== EXERCISE INPUT

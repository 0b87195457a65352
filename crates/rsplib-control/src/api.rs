//! Service session: open/close, enumeration, and device selection.
//!
//! [`Api`] is the entry point. It owns the transport and the configuration
//! chosen on the [`ApiBuilder`](crate::ApiBuilder). Opening is a one-shot
//! contract: a second `open` fails with `AlreadyInitialised`, and every other
//! call before `open` fails with `NotInitialised`.

use std::sync::atomic::{AtomicBool, Ordering};
use std::sync::{Arc, Mutex, Weak};

use tracing::{debug, info, warn};

use rsplib_core::error::{ApiStatus, Error, Result};
use rsplib_core::params::DeviceParams;
use rsplib_core::transport::Transport;
use rsplib_core::types::{DebugLevel, DeviceHandle, DeviceInfo};

use crate::builder::{ApiBuilder, ApiConfig};
use crate::device::RspDevice;
use crate::dispatcher::Dispatcher;
use crate::state::{DeviceState, Shared};

/// A session with the receiver service.
pub struct Api {
    transport: Arc<dyn Transport>,
    config: ApiConfig,
    open: AtomicBool,
    /// Sessions handed out by `select`, ended on `close`.
    sessions: Mutex<Vec<Weak<Shared>>>,
}

impl Api {
    pub fn new(transport: Arc<dyn Transport>, config: ApiConfig) -> Self {
        Api {
            transport,
            config,
            open: AtomicBool::new(false),
            sessions: Mutex::new(Vec::new()),
        }
    }

    pub fn builder() -> ApiBuilder {
        ApiBuilder::new()
    }

    pub fn config(&self) -> &ApiConfig {
        &self.config
    }

    pub fn is_open(&self) -> bool {
        self.open.load(Ordering::Acquire)
    }

    /// Open the service and check its API version.
    ///
    /// A service outside the configured version range is closed again and
    /// reported as `InvalidServiceVersion`.
    pub async fn open(&self) -> Result<()> {
        if self
            .open
            .compare_exchange(false, true, Ordering::AcqRel, Ordering::Acquire)
            .is_err()
        {
            return Err(Error::AlreadyInitialised);
        }

        let opened = self.open_checked().await;
        if opened.is_err() {
            self.open.store(false, Ordering::Release);
        }
        opened
    }

    async fn open_checked(&self) -> Result<()> {
        self.transport.open().await?;
        let version = match self.transport.api_version().await {
            Ok(version) => version,
            Err(e) => {
                let _ = self.transport.close().await;
                return Err(e);
            }
        };
        if !self.config.supported_versions.contains(&version) {
            warn!(
                %version,
                min = %self.config.supported_versions.start(),
                max = %self.config.supported_versions.end(),
                "unsupported service version"
            );
            let _ = self.transport.close().await;
            return Err(Error::Status(ApiStatus::InvalidServiceVersion));
        }
        info!(%version, "service opened");
        Ok(())
    }

    /// Close the service.
    ///
    /// Every device selected through this session is invalidated: its
    /// handlers are dropped and later operations fail with `NotInitialised`.
    pub async fn close(&self) -> Result<()> {
        if !self.open.swap(false, Ordering::AcqRel) {
            return Err(Error::NotInitialised);
        }
        let sessions = std::mem::take(&mut *self.sessions());
        let ended = sessions
            .iter()
            .filter_map(Weak::upgrade)
            .inspect(|shared| shared.invalidate())
            .count();
        if ended > 0 {
            debug!(ended, "invalidated open device sessions");
        }
        self.transport.close().await?;
        info!("service closed");
        Ok(())
    }

    fn sessions(&self) -> std::sync::MutexGuard<'_, Vec<Weak<Shared>>> {
        match self.sessions.lock() {
            Ok(guard) => guard,
            Err(poisoned) => poisoned.into_inner(),
        }
    }

    fn ensure_open(&self) -> Result<()> {
        if self.is_open() {
            Ok(())
        } else {
            Err(Error::NotInitialised)
        }
    }

    /// Enumerate attached devices, at most `max_devices` of them.
    pub async fn devices(&self) -> Result<Vec<DeviceInfo>> {
        self.ensure_open()?;
        let mut devices = self.transport.get_devices(self.config.max_devices).await?;
        devices.truncate(self.config.max_devices);
        debug!(count = devices.len(), "enumerated devices");
        Ok(devices)
    }

    /// Take exclusive ownership of `device` and load its parameters.
    ///
    /// For an RSPduo the `tuners`, `duo_mode` and `duo_sample_freq` fields
    /// of `device` choose the session's role. The service's device API lock
    /// is held for the duration of the selection.
    pub async fn select(&self, device: &DeviceInfo) -> Result<RspDevice> {
        self.ensure_open()?;
        let variant = device
            .variant()
            .ok_or(Error::Status(ApiStatus::HwVerError))?;
        if self.config.disable_heartbeat {
            self.transport.disable_heartbeat().await?;
        }

        self.transport.lock_device_api().await?;
        let selected = self.transport.select_device(device).await;
        let unlocked = self.transport.unlock_device_api().await;
        let handle = selected?;
        if let Err(e) = unlocked {
            self.abandon(handle).await;
            return Err(e);
        }

        let params = match self.prepare(handle).await {
            Ok(params) => params,
            Err(e) => {
                self.abandon(handle).await;
                return Err(e);
            }
        };

        let mut info = device.clone();
        info.handle = Some(handle);
        info.tuners = params.tuners();
        info.duo_mode = params.mode();
        info.valid = true;
        info!(
            serial = %info.serial,
            %variant,
            mode = %params.mode(),
            tuners = ?info.tuners,
            "device selected"
        );

        let state = DeviceState {
            handle,
            variant,
            mode: params.mode(),
            params,
            info,
            generation: 0,
            staged: Default::default(),
            valid: true,
            initialised: false,
            slave_attached: false,
            last_error: None,
        };
        let shared = Shared::new(state);
        {
            let mut sessions = self.sessions();
            sessions.retain(|s| s.strong_count() > 0);
            sessions.push(Arc::downgrade(&shared));
        }
        let dispatcher = Dispatcher::new(self.transport.clone(), self.config.pending_policy);
        Ok(RspDevice::new(shared, self.transport.clone(), dispatcher))
    }

    async fn prepare(&self, handle: DeviceHandle) -> Result<DeviceParams> {
        if self.config.debug_level != DebugLevel::Disable {
            self.transport
                .debug_enable(handle, self.config.debug_level)
                .await?;
        }
        self.transport.get_device_params(handle).await
    }

    async fn abandon(&self, handle: DeviceHandle) {
        if let Err(e) = self.transport.release_device(handle).await {
            warn!(error = %e, "failed to release device after a failed selection");
        }
    }

    /// Human-readable text for a status code.
    pub fn error_string(status: ApiStatus) -> &'static str {
        status.error_string()
    }
}

impl std::fmt::Debug for Api {
    fn fmt(&self, f: &mut std::fmt::Formatter<'_>) -> std::fmt::Result {
        f.debug_struct("Api")
            .field("config", &self.config)
            .field("open", &self.is_open())
            .field("sessions", &self.sessions().len())
            .finish()
    }
}

#[cfg(test)]
mod tests {
    use super::*;

    use rsplib_core::types::{ApiVersion, DeviceVariant, DuoMode, Tuner, TunerSelect};
    use rsplib_test_harness::{FakeOp, FakeTransport};

    fn api(fake: &Arc<FakeTransport>) -> Api {
        ApiBuilder::new().build(fake.clone())
    }

    #[tokio::test]
    async fn open_is_once_only() {
        let fake = Arc::new(FakeTransport::new());
        let api = api(&fake);
        assert_eq!(api.devices().await, Err(Error::NotInitialised));
        api.open().await.unwrap();
        assert_eq!(api.open().await, Err(Error::AlreadyInitialised));
        api.close().await.unwrap();
        assert_eq!(api.close().await, Err(Error::NotInitialised));
        assert!(!fake.is_open());
    }

    #[tokio::test]
    async fn version_outside_range_rejected() {
        let fake = Arc::new(FakeTransport::new());
        fake.set_api_version(Some(ApiVersion::new(2, 13)));
        let api = api(&fake);
        assert_eq!(
            api.open().await,
            Err(Error::Status(ApiStatus::InvalidServiceVersion))
        );
        assert!(!api.is_open());
        assert!(!fake.is_open());
    }

    #[tokio::test]
    async fn failed_open_can_be_retried() {
        let fake = Arc::new(FakeTransport::new());
        fake.fail_next(FakeOp::Open, ApiStatus::ServiceNotResponding);
        let api = api(&fake);
        assert!(api.open().await.is_err());
        api.open().await.unwrap();
    }

    #[tokio::test]
    async fn enumeration_is_capped() {
        let fake = Arc::new(
            FakeTransport::new()
                .with_device(FakeTransport::rsp1a("A1"))
                .with_device(FakeTransport::rsp1a("A2"))
                .with_device(FakeTransport::rsp1a("A3")),
        );
        let api = ApiBuilder::new().max_devices(2).build(fake.clone());
        api.open().await.unwrap();
        assert_eq!(api.devices().await.unwrap().len(), 2);
    }

    #[tokio::test]
    async fn select_holds_api_lock_and_applies_config() {
        let fake = Arc::new(FakeTransport::new().with_device(FakeTransport::rsp1a("A1")));
        let api = ApiBuilder::new()
            .disable_heartbeat(true)
            .debug_level(DebugLevel::Verbose)
            .build(fake.clone());
        api.open().await.unwrap();
        let devices = api.devices().await.unwrap();
        let device = api.select(&devices[0]).await.unwrap();

        assert_eq!(fake.lock_count(), 1);
        assert!(!fake.api_locked());
        assert!(fake.heartbeat_disabled());
        let handle = device.info().handle.unwrap();
        assert_eq!(fake.debug_level(handle), Some(DebugLevel::Verbose));
        assert_eq!(device.variant(), DeviceVariant::Rsp1a);
        assert_eq!(device.tuners(), TunerSelect::A);
        assert!(device.is_valid());
    }

    #[tokio::test]
    async fn failed_select_releases_api_lock() {
        let fake = Arc::new(FakeTransport::new().with_device(FakeTransport::rsp1a("A1")));
        fake.fail_next(FakeOp::Select, ApiStatus::HwError);
        let api = api(&fake);
        api.open().await.unwrap();
        let devices = api.devices().await.unwrap();
        let err = api.select(&devices[0]).await.unwrap_err();
        assert_eq!(err, Error::Status(ApiStatus::HwError));
        assert!(!fake.api_locked());
    }

    #[tokio::test]
    async fn unknown_hardware_rejected() {
        let fake = Arc::new(FakeTransport::new());
        let api = api(&fake);
        api.open().await.unwrap();
        let mut info = FakeTransport::rsp1a("X1");
        info.hw_ver = 77;
        assert_eq!(
            api.select(&info).await.unwrap_err(),
            Error::Status(ApiStatus::HwVerError)
        );
    }

    #[tokio::test]
    async fn duo_selection_shapes_session() {
        let fake = Arc::new(FakeTransport::new().with_device(FakeTransport::rspduo("D1")));
        let api = api(&fake);
        api.open().await.unwrap();
        let mut request = api.devices().await.unwrap().remove(0);
        request.duo_mode = DuoMode::Dual;
        request.tuners = TunerSelect::Both;
        request.duo_sample_freq = 6_000_000.0;
        let device = api.select(&request).await.unwrap();
        assert_eq!(device.mode(), DuoMode::Dual);
        assert_eq!(device.tuners(), TunerSelect::Both);
    }

    #[tokio::test]
    async fn close_ends_selected_sessions() {
        let fake = Arc::new(FakeTransport::new().with_device(FakeTransport::rsp1a("A1")));
        let api = api(&fake);
        api.open().await.unwrap();
        let info = api.devices().await.unwrap().remove(0);
        let device = api.select(&info).await.unwrap();
        let params = device.params();

        api.close().await.unwrap();
        assert!(!device.is_valid());
        assert!(!params.is_current());
        assert_eq!(
            device.init(crate::CallbackRegistration::new()).await,
            Err(Error::NotInitialised)
        );
        assert_eq!(
            device.update(Tuner::A, rsplib_core::reason::ReasonSet::empty()).await,
            Err(Error::NotInitialised)
        );
    }

    #[test]
    fn error_strings() {
        assert_eq!(Api::error_string(ApiStatus::Success), "success");
        assert_eq!(
            Api::error_string(ApiStatus::InvalidServiceVersion),
            "invalid service version"
        );
    }
}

====

WHAT TO DO: Look through the data above. Find each line with the string "warn" and copy it.

TASK RESPONSE:
use tracing::{debug, info, warn};
            warn!(
            warn!(error = %e, "failed to release device after a failed selection");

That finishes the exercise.